Professor Bellion taught at Rutgers University and the College of William and Mary before joining the University of Delaware in 2004. As the Terra Foundation for American Art/Institut National d'Histoire de l'Art Visiting Professor in 2015, she taught at the Université de Paris 7 (Paris Diderot) and the École Normale Supérieure. An elected member and Advisory Council member of the American Antiquarian Society, she has been awarded grants and fellowships from the American Antiquarian Society, Center for Advanced Study in the Visual Arts (National Gallery of Art), Henry Luce Foundation, Library Company of Philadelphia, National Endowment for the Humanities, Omohundro Institute of Early American History and Culture, and Winterthur Museum. She has contributed to exhibitions at the National Gallery of Art, the Art Institute of Chicago, the Newberry Library, and the National Museum of Women in the Arts. Appointed as a trustee of the Biggs Museum of American Art by the governor of Delaware, she serves on the editorial boards for Bloomsbury, the University of Delaware Press, and the journals Early American Literature and Studies in Eighteenth-Century Culture.

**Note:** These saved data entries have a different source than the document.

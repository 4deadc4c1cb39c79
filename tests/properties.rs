mod common;

use common::from_edges;
use limited_infection::{Graph, KernighanLinConfig, LimitedInfectionConfig};
use proptest::prelude::*;
use std::collections::BTreeSet;

fn graph_strategy() -> impl Strategy<Value = Graph> {
    (1u64..30)
        .prop_flat_map(|n| (Just(n), prop::collection::vec((0..n, 0..n), 0..60)))
        .prop_map(|(n, edges)| from_edges(n, &edges))
}

proptest! {
    #[test]
    fn total_infection_is_seed_independent(graph in graph_strategy()) {
        for uid in graph.uids() {
            let component = graph.total_infection(uid).unwrap();
            prop_assert!(component.contains(&uid));
            for member in &component {
                prop_assert_eq!(&graph.total_infection(*member).unwrap(), &component);
            }
        }
    }

    #[test]
    fn components_partition_population(graph in graph_strategy()) {
        let mut seen = BTreeSet::new();
        for component in graph.connected_components() {
            prop_assert!(!component.is_empty());
            for uid in component.users() {
                prop_assert!(seen.insert(*uid));
            }
        }
        prop_assert_eq!(seen, graph.uids().collect::<BTreeSet<_>>());
    }

    #[test]
    fn limited_infection_hits_every_target(graph in graph_strategy()) {
        let config = LimitedInfectionConfig::default();
        for target in 0..=graph.len() {
            let result = graph
                .pack_components(graph.connected_components(), target, 0, &config)
                .unwrap();
            prop_assert_eq!(result.infected.len(), target);
            prop_assert!(result.infected.iter().all(|uid| graph.contains(*uid)));
        }
    }

    #[test]
    fn bisection_stays_inside_component(graph in graph_strategy(), share in 0.0..=1.0f64) {
        let largest = graph
            .connected_components()
            .into_iter()
            .max_by_key(|c| c.len())
            .unwrap();
        let count = (share * largest.len() as f64) as usize;
        let split = graph
            .partition_bisection(largest.users(), count, &KernighanLinConfig::default())
            .unwrap();

        prop_assert_eq!(split.infected.len(), count);
        prop_assert!(split.infected.is_subset(largest.users()));
        prop_assert_eq!(split.edge_cut, graph.count_conflicts(&split.infected));
    }
}
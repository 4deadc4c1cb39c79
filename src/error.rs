use crate::UserId;
use thiserror::Error;

pub type Result<T, E = InfectionError> = std::result::Result<T, E>;

#[derive(Debug, Error)]
pub enum InfectionError {
    /// A count or proportion outside of what the population allows.
    #[error("{what} is out of range: {value}")]
    InvalidRange { what: &'static str, value: String },

    /// Identifiers are unique across every graph sharing a registry.
    #[error("user {0} already exists, uids must be unique")]
    DuplicateIdentifier(UserId),

    #[error("user {0} does not exist")]
    UnknownUser(UserId),

    /// The component picked for splitting cannot supply the missing users.
    #[error("cannot infect {needed} users from a component of {available}")]
    UnreachableGoal { needed: usize, available: usize },

    #[error("line {line}: {message}")]
    Parse { line: usize, message: String },

    #[error(transparent)]
    Io(#[from] std::io::Error),
}

impl InfectionError {
    pub(crate) fn invalid_range(what: &'static str, value: impl ToString) -> Self {
        Self::InvalidRange {
            what,
            value: value.to_string(),
        }
    }
}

Professor Bellion advises graduate students in American art history and teaches graduate seminars on methods and historiography, iconoclasm, sculpture, the transcultural arts of the colonial Americas, and the material cultures of 18th and 19th century New York and Philadelphia. Her undergraduate courses include surveys of American art history and 18th-century art as well as seminars on fakes and forgeries, illusionism, and the Peale family.